** Opening Records for the task block **

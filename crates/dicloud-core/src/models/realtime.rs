//! Realtime telemetry section.
//!
//! Cloud key encodings worth noting: door locks use 1=unlocked / 2=locked;
//! windows use 1=closed / 2=open (the opposite of the door open/closed
//! encoding); cabin temperature reports `-129` while the vehicle is
//! offline. Codes outside these mappings are kept raw.

use std::collections::BTreeMap;

use serde_json::Value;

use crate::models::{coded_enum, field, Coded};
use crate::normalize;
use crate::state::FieldPatch;

coded_enum! {
    /// Vehicle online/offline state.
    OnlineState {
        Online = 1,
        Offline = 2,
    }
}

coded_enum! {
    /// Door lock state.
    LockState {
        Unlocked = 1,
        Locked = 2,
    }
}

coded_enum! {
    /// Door / trunk open state.
    DoorState {
        Closed = 0,
        Open = 1,
    }
}

coded_enum! {
    /// Window state. Closed/open encoding differs from doors.
    WindowState {
        Closed = 1,
        Open = 2,
    }
}

/// Normalized realtime snapshot for one vehicle.
#[derive(Debug, Clone, Default)]
pub struct RealtimeStatus {
    pub online_state: Option<Coded<OnlineState>>,
    /// Power state; observed `2` is under-documented and kept raw.
    pub vehicle_state: Option<i64>,
    pub request_serial: Option<String>,

    pub elec_percent: Option<f64>,
    pub endurance_mileage: Option<f64>,
    pub total_mileage: Option<f64>,
    pub speed: Option<f64>,
    pub temp_in_car: Option<f64>,
    pub main_setting_temp: Option<i64>,

    pub charging_state: Option<i64>,
    pub full_hour: Option<i64>,
    pub full_minute: Option<i64>,
    pub battery_heat_state: Option<i64>,

    pub doors: BTreeMap<&'static str, Coded<DoorState>>,
    pub locks: BTreeMap<&'static str, Coded<LockState>>,
    pub windows: BTreeMap<&'static str, Coded<WindowState>>,

    /// Seat heat/ventilation levels, raw scale (1=off, 2=low, 3=high;
    /// 0 observed for "feature absent").
    pub seat_climate: BTreeMap<&'static str, i64>,

    /// Payload timestamp (epoch ms) from the `time` field.
    pub observed_at_ms: Option<i64>,

    patch: BTreeMap<String, FieldPatch>,
}

const DOOR_KEYS: [(&str, &[&str]); 5] = [
    ("leftFrontDoor", &["leftFrontDoor"]),
    ("rightFrontDoor", &["rightFrontDoor"]),
    ("leftRearDoor", &["leftRearDoor"]),
    ("rightRearDoor", &["rightRearDoor"]),
    ("trunkLid", &["trunkLid", "backCover"]),
];

const LOCK_KEYS: [&str; 4] = [
    "leftFrontDoorLock",
    "rightFrontDoorLock",
    "leftRearDoorLock",
    "rightRearDoorLock",
];

const WINDOW_KEYS: [&str; 5] = [
    "leftFrontWindow",
    "rightFrontWindow",
    "leftRearWindow",
    "rightRearWindow",
    "skylight",
];

const SEAT_KEYS: [&str; 4] = [
    "mainSeatHeatState",
    "mainSeatVentilationState",
    "copilotSeatHeatState",
    "copilotSeatVentilationState",
];

impl RealtimeStatus {
    /// Normalize a decrypted realtime payload.
    #[must_use]
    pub fn from_value(payload: &Value) -> Self {
        let mut out = Self::default();
        let mut patch = BTreeMap::new();

        // Scalar numerics. A key present with a sentinel value becomes an
        // explicit clear; a missing key produces no patch at all.
        let mut num =
            |key: &str, aliases: &[&str], parse: &dyn Fn(&Value) -> Option<f64>| -> Option<f64> {
                let raw = field(payload, aliases)?;
                let parsed = parse(raw);
                patch.insert(
                    key.to_string(),
                    FieldPatch::from_option(parsed.map(Value::from)),
                );
                parsed
            };

        out.elec_percent = num("elecPercent", &["elecPercent", "powerBattery"], &normalize::as_f64);
        out.endurance_mileage = num(
            "enduranceMileage",
            &["enduranceMileage", "evEndurance"],
            &normalize::as_f64,
        );
        out.total_mileage = num("totalMileage", &["totalMileage"], &normalize::as_f64);
        out.speed = num("speed", &["speed"], &normalize::as_f64);
        out.temp_in_car = num("tempInCar", &["tempInCar"], &normalize::as_temperature);

        let mut int = |key: &str, aliases: &[&str], parse: &dyn Fn(&Value) -> Option<i64>| -> Option<i64> {
            let raw = field(payload, aliases)?;
            let parsed = parse(raw);
            patch.insert(
                key.to_string(),
                FieldPatch::from_option(parsed.map(Value::from)),
            );
            parsed
        };

        out.main_setting_temp = int("mainSettingTemp", &["mainSettingTemp"], &normalize::as_i64);
        out.charging_state = int("chargingState", &["chargingState", "chargeState"], &normalize::as_i64);
        out.full_hour = int("fullHour", &["fullHour"], &normalize::as_non_negative);
        out.full_minute = int("fullMinute", &["fullMinute"], &normalize::as_non_negative);
        out.battery_heat_state = int("batteryHeatState", &["batteryHeatState"], &normalize::as_i64);
        out.vehicle_state = int("vehicleState", &["vehicleState"], &normalize::as_i64);
        out.online_state = int("onlineState", &["onlineState"], &normalize::as_i64)
            .map(OnlineState::from_code);

        for (key, aliases) in DOOR_KEYS {
            if let Some(code) = field(payload, aliases).and_then(normalize::as_i64) {
                out.doors.insert(key, DoorState::from_code(code));
                patch.insert(key.to_string(), FieldPatch::Set(Value::from(code)));
            }
        }
        for key in LOCK_KEYS {
            if let Some(code) = field(payload, &[key]).and_then(normalize::as_i64) {
                out.locks.insert(key, LockState::from_code(code));
                patch.insert(key.to_string(), FieldPatch::Set(Value::from(code)));
            }
        }
        for key in WINDOW_KEYS {
            if let Some(code) = field(payload, &[key]).and_then(normalize::as_i64) {
                out.windows.insert(key, WindowState::from_code(code));
                patch.insert(key.to_string(), FieldPatch::Set(Value::from(code)));
            }
        }
        for key in SEAT_KEYS {
            if let Some(code) = field(payload, &[key]).and_then(normalize::as_i64) {
                out.seat_climate.insert(key, code);
                patch.insert(key.to_string(), FieldPatch::Set(Value::from(code)));
            }
        }

        out.request_serial = field(payload, &["requestSerial"]).and_then(normalize::as_string);
        out.observed_at_ms =
            field(payload, &["time", "timestamp"]).and_then(normalize::as_timestamp_ms);

        out.patch = patch;
        out
    }

    /// Whether the payload carries fresh vehicle data. Trigger/poll
    /// responses report `onlineState=0` until the vehicle has answered.
    #[must_use]
    pub fn is_ready(&self) -> bool {
        matches!(self.online_state, Some(Coded::Known(OnlineState::Online)))
    }

    /// Field patch for the state store.
    #[must_use]
    pub fn patch(&self) -> BTreeMap<String, FieldPatch> {
        self.patch.clone()
    }
}

#[cfg(test)]
mod tests {
    use super::*;
    use serde_json::json;

    #[test]
    fn normalizes_scenario_payload() {
        let payload = json!({
            "onlineState": 1,
            "elecPercent": 70,
            "tempInCar": -129,
            "time": 1_770_817_900,
            "requestSerial": "ABC"
        });
        let rt = RealtimeStatus::from_value(&payload);
        assert_eq!(rt.elec_percent, Some(70.0));
        assert_eq!(rt.temp_in_car, None);
        assert_eq!(rt.observed_at_ms, Some(1_770_817_900_000));
        assert_eq!(rt.request_serial.as_deref(), Some("ABC"));
        assert!(rt.is_ready());

        let patch = rt.patch();
        assert_eq!(patch.get("elecPercent"), Some(&FieldPatch::Set(json!(70.0))));
        // Sentinel present in payload -> explicit clear.
        assert_eq!(patch.get("tempInCar"), Some(&FieldPatch::Clear));
        // Missing keys produce no patch.
        assert!(!patch.contains_key("speed"));
    }

    #[test]
    fn pending_and_offline_responses_are_not_ready() {
        let pending = RealtimeStatus::from_value(&json!({
            "onlineState": 0,
            "requestSerial": "ABC"
        }));
        // onlineState 0 is outside the documented mapping; kept raw.
        assert_eq!(pending.online_state, Some(Coded::Raw(0)));
        assert!(!pending.is_ready());

        let offline = RealtimeStatus::from_value(&json!({
            "onlineState": 2,
            "elecPercent": 70
        }));
        assert!(!offline.is_ready());
    }

    #[test]
    fn lock_and_window_encodings() {
        let rt = RealtimeStatus::from_value(&json!({
            "leftFrontDoorLock": 2,
            "leftFrontWindow": 1,
            "leftFrontDoor": 0,
            "backCover": 1,
            "mainSeatHeatState": 3
        }));
        assert_eq!(
            rt.locks.get("leftFrontDoorLock"),
            Some(&Coded::Known(LockState::Locked))
        );
        assert_eq!(
            rt.windows.get("leftFrontWindow"),
            Some(&Coded::Known(WindowState::Closed))
        );
        assert_eq!(rt.doors.get("trunkLid"), Some(&Coded::Known(DoorState::Open)));
        assert_eq!(rt.seat_climate.get("mainSeatHeatState"), Some(&3));
    }

    #[test]
    fn negative_time_to_full_is_absent() {
        let rt = RealtimeStatus::from_value(&json!({"fullHour": -1, "fullMinute": -1}));
        assert_eq!(rt.full_hour, None);
        assert_eq!(rt.full_minute, None);
        assert_eq!(rt.patch().get("fullHour"), Some(&FieldPatch::Clear));
    }

    #[test]
    fn numeric_strings_parse() {
        let rt = RealtimeStatus::from_value(&json!({"elecPercent": "70", "speed": "12.5"}));
        assert_eq!(rt.elec_percent, Some(70.0));
        assert_eq!(rt.speed, Some(12.5));
    }
}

** Closing Records for the task block **

The answer is the records above restated word for word from their opening line through the line that holds "the door open/closed", both included, and nothing else.

Task solution
filename crates/dicloud-core/src/models/realtime.rs
//! Realtime telemetry section.
//!
//! Cloud key encodings worth noting: door locks use 1=unlocked / 2=locked;
//! windows use 1=closed / 2=open (the opposite of the door open/closed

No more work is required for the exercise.